La mécanisation de l’agriculture entraîne l’exode rural et contribue à la transformation de la classe ouvrière. Et bientôt les grands bassins d’industrie sont démantelés pour constituer des réseaux de PME peu syndicalisées[6]. Dans une note pour l’Élysée en 1969, George Albertini recommande de « donner aux syndicats le maximum de responsabilités réelles dans la gestion des institutions sociales » comme l’assurance-chômage et les retraites complémentaires (plutôt que dans la gouvernance des entreprises), dans le but de rendre évidente leur part de « responsabilité de la mauvaise gestion ».

Après l’avoir stimulée, l’inflation finit par freiner l’activité économique quand les taux d’intérêt atteignent un niveau dissuasif pour l’investissement, d’autant plus qu’avec le retour au flottement des taux de change, il est nécessaire d’accorder beaucoup d’attention à la balance des paiements*. Le chômage fait un bond entre 1973 et 1974. L’unité d’action entre la CGT et la CFDT, initiée en 1966 suite à la mise en oeuvre par le PCF de la stratégie d’union de la gauche, commence à se déliter.
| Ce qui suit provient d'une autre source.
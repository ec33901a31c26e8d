//! Shared geometry utilities.

use kurbo::{CubicBez, ParamCurve, Point, Vec2};

/// Sign function: -1, 0, or 1.
pub fn sign(x: f64) -> f64 {
    if x > 0.0 {
        1.0
    } else if x < 0.0 {
        -1.0
    } else {
        0.0
    }
}

/// Point at parameter `lambda` on the line through `a` and `b`.
#[inline]
pub fn interval(lambda: f64, a: Point, b: Point) -> Point {
    a + (b - a) * lambda
}

/// Direction 90° counter-clockwise from `p0 → p2`, snapped to the
/// nearest of the eight compass directions.
pub fn dorth_infty(p0: Point, p2: Point) -> Vec2 {
    Vec2::new(-sign(p2.y - p0.y), sign(p2.x - p0.x))
}

/// Twice the signed area of the triangle `p0, p1, p2`.
#[inline]
pub fn dpara(p0: Point, p1: Point, p2: Point) -> f64 {
    (p1 - p0).cross(p2 - p0)
}

/// Distance of `p2` from `p0` measured along `dorth_infty(p0, p2)`.
/// Zero only when `p0 == p2`.
pub fn ddenom(p0: Point, p2: Point) -> f64 {
    let r = dorth_infty(p0, p2);
    r.y * (p2.x - p0.x) - r.x * (p2.y - p0.y)
}

/// Cross product of `p0 → p1` and `p2 → p3`.
#[inline]
pub fn cprod(p0: Point, p1: Point, p2: Point, p3: Point) -> f64 {
    (p1 - p0).cross(p3 - p2)
}

/// Inner product of `p0 → p1` and `p0 → p2`.
#[inline]
pub fn iprod(p0: Point, p1: Point, p2: Point) -> f64 {
    (p1 - p0).dot(p2 - p0)
}

/// Inner product of `p0 → p1` and `p2 → p3`.
#[inline]
pub fn iprod1(p0: Point, p1: Point, p2: Point, p3: Point) -> f64 {
    (p1 - p0).dot(p3 - p2)
}

/// Point at `t` on the cubic `p0 p1 p2 p3`.
pub fn bezier(t: f64, p0: Point, p1: Point, p2: Point, p3: Point) -> Point {
    CubicBez::new(p0, p1, p2, p3).eval(t)
}

/// Parameter `t ∈ [0, 1]` where the cubic's tangent is parallel to
/// `q0 → q1`, or `None` if there is no such point.
///
/// The tangent direction is a quadratic in `t`, so this solves
/// `a t² + b t + c = 0` and returns the first root inside the interval.
pub fn tangent(p0: Point, p1: Point, p2: Point, p3: Point, q0: Point, q1: Point) -> Option<f64> {
    let big_a = cprod(p0, p1, q0, q1);
    let big_b = cprod(p1, p2, q0, q1);
    let big_c = cprod(p2, p3, q0, q1);

    let a = big_a - 2.0 * big_b + big_c;
    let b = -2.0 * big_a + 2.0 * big_b;
    let c = big_a;
    let d = b * b - 4.0 * a * c;

    if a == 0.0 || d < 0.0 {
        return None;
    }

    let s = d.sqrt();
    let r1 = (-b + s) / (2.0 * a);
    let r2 = (-b - s) / (2.0 * a);
    [r1, r2].into_iter().find(|r| (0.0..=1.0).contains(r))
}
use std::fmt;
use std::str::FromStr;

use crate::error::TraceError;

/// All tracing parameters in one struct.
///
/// The progress callback is passed separately, see
/// [`crate::trace_with_progress`].
#[derive(Debug, Clone, PartialEq)]
pub struct TraceParams {
    // -- Contour stage --
    /// Paths enclosing an area of at most this many pixels are dropped.
    pub turd_size: u32,
    /// How ambiguous diagonal pixel configurations are resolved.
    pub turn_policy: TurnPolicy,

    // -- Smoothing --
    /// Corner threshold. Vertices whose alpha reaches this value become
    /// sharp corners; 0 makes every vertex a corner, values above 4/3
    /// make every vertex smooth.
    pub alpha_max: f64,

    // -- Curve optimization --
    /// Merge runs of smooth segments into longer Bezier segments.
    pub opti_curve: bool,
    /// Maximum deviation (in pixels) a merged segment may introduce.
    pub opt_tolerance: f64,

    // -- Output --
    /// When set, control point coordinates are floored to multiples of
    /// `1 / quantize_unit`.
    pub quantize_unit: Option<u32>,
    /// Minimum progress increase between two callback invocations.
    pub progress_epsilon: f64,
}

impl Default for TraceParams {
    fn default() -> Self {
        Self {
            turd_size: 2,
            turn_policy: TurnPolicy::Minority,
            alpha_max: 1.0,
            opti_curve: true,
            opt_tolerance: 0.2,
            quantize_unit: None,
            progress_epsilon: 0.0,
        }
    }
}

impl TraceParams {
    /// Check that every numeric parameter is usable.
    pub fn validate(&self) -> Result<(), TraceError> {
        check_non_negative("alpha_max", self.alpha_max)?;
        check_non_negative("opt_tolerance", self.opt_tolerance)?;
        check_non_negative("progress_epsilon", self.progress_epsilon)?;
        if self.quantize_unit == Some(0) {
            return Err(TraceError::InvalidParameter(
                "quantize_unit must be at least 1".to_string(),
            ));
        }
        Ok(())
    }
}

fn check_non_negative(name: &str, value: f64) -> Result<(), TraceError> {
    if !value.is_finite() || value < 0.0 {
        return Err(TraceError::InvalidParameter(format!(
            "{} must be a finite non-negative number, got {}",
            name, value
        )));
    }
    Ok(())
}

/// How a grayscale image is split into black and white.
#[derive(Debug, Clone, Copy, PartialEq, Eq, Default)]
pub enum ThresholdMethod {
    /// Luma strictly below this value is black.
    Fixed(u8),
    /// Otsu's method picks the level; luma at or below it is black.
    #[default]
    Otsu,
}

/// Resolution rule for ambiguous turns during contour tracing.
///
/// An ambiguous configuration is a pixel corner where two diagonally
/// opposite pixels are black and the other two are white.
#[derive(Debug, Clone, Copy, PartialEq, Eq, Hash, Default)]
pub enum TurnPolicy {
    /// Prefer to connect black components.
    Black,
    /// Prefer to connect white components.
    White,
    /// Always take a left turn.
    Left,
    /// Always take a right turn.
    Right,
    /// Prefer to connect the color that is locally less common.
    #[default]
    Minority,
    /// Prefer to connect the color that is locally more common.
    Majority,
    /// Choose pseudo-randomly, deterministically per coordinate.
    Random,
}

impl TurnPolicy {
    pub const ALL: [TurnPolicy; 7] = [
        TurnPolicy::Black,
        TurnPolicy::White,
        TurnPolicy::Left,
        TurnPolicy::Right,
        TurnPolicy::Minority,
        TurnPolicy::Majority,
        TurnPolicy::Random,
    ];

    pub fn name(self) -> &'static str {
        match self {
            TurnPolicy::Black => "black",
            TurnPolicy::White => "white",
            TurnPolicy::Left => "left",
            TurnPolicy::Right => "right",
            TurnPolicy::Minority => "minority",
            TurnPolicy::Majority => "majority",
            TurnPolicy::Random => "random",
        }
    }
}

impl fmt::Display for TurnPolicy {
    fn fmt(&self, f: &mut fmt::Formatter<'_>) -> fmt::Result {
        f.write_str(self.name())
    }
}

impl FromStr for TurnPolicy {
    type Err = TraceError;

    fn from_str(s: &str) -> Result<Self, Self::Err> {
        let lower = s.trim().to_ascii_lowercase();
        TurnPolicy::ALL
            .into_iter()
            .find(|p| p.name() == lower)
            .ok_or_else(|| TraceError::UnknownTurnPolicy(s.to_string()))
    }
}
Avec la remise en cause culturelle de la consommation de masse[7], le déclin des valeurs du travail atteint encore davantage une classe ouvrière en net recul face à la montée de la catégorie « cadres ». Si cette dernière est attirée par l’utopie, elle ne manque pas d’opportunisme, et recherche plus le consensus que le rapport de force. Les techniques de management se font moins pyramidales, et l’activité syndicale se démode. Est-ce pour séduire les cadres que la CGT refuse de s’intéresser à la hiérarchie des salaires, ou bien parce que le fond du problème est vraiment l’accumulation du capital par la plus-value ? [Un débat qui remonte à Proudhon et Marx, le premier s’appuyant sur l’expérience des artisans confrontés aux marchands, le second sur le système de l’usine qui apparaît alors. Voir David Harvey (2017), Marx, Capital and the Madness of Economic Reason, pp. 54-9.] Reste que l’élargissement de l’échelle des salaires ne peut que segmenter encore plus la classe ouvrière, tandis que le patronat se donne le bon rôle en ne souhaitant accorder des augmentations de la masse salariale qu’en fonction des évolutions individuelles de pouvoir d’achat.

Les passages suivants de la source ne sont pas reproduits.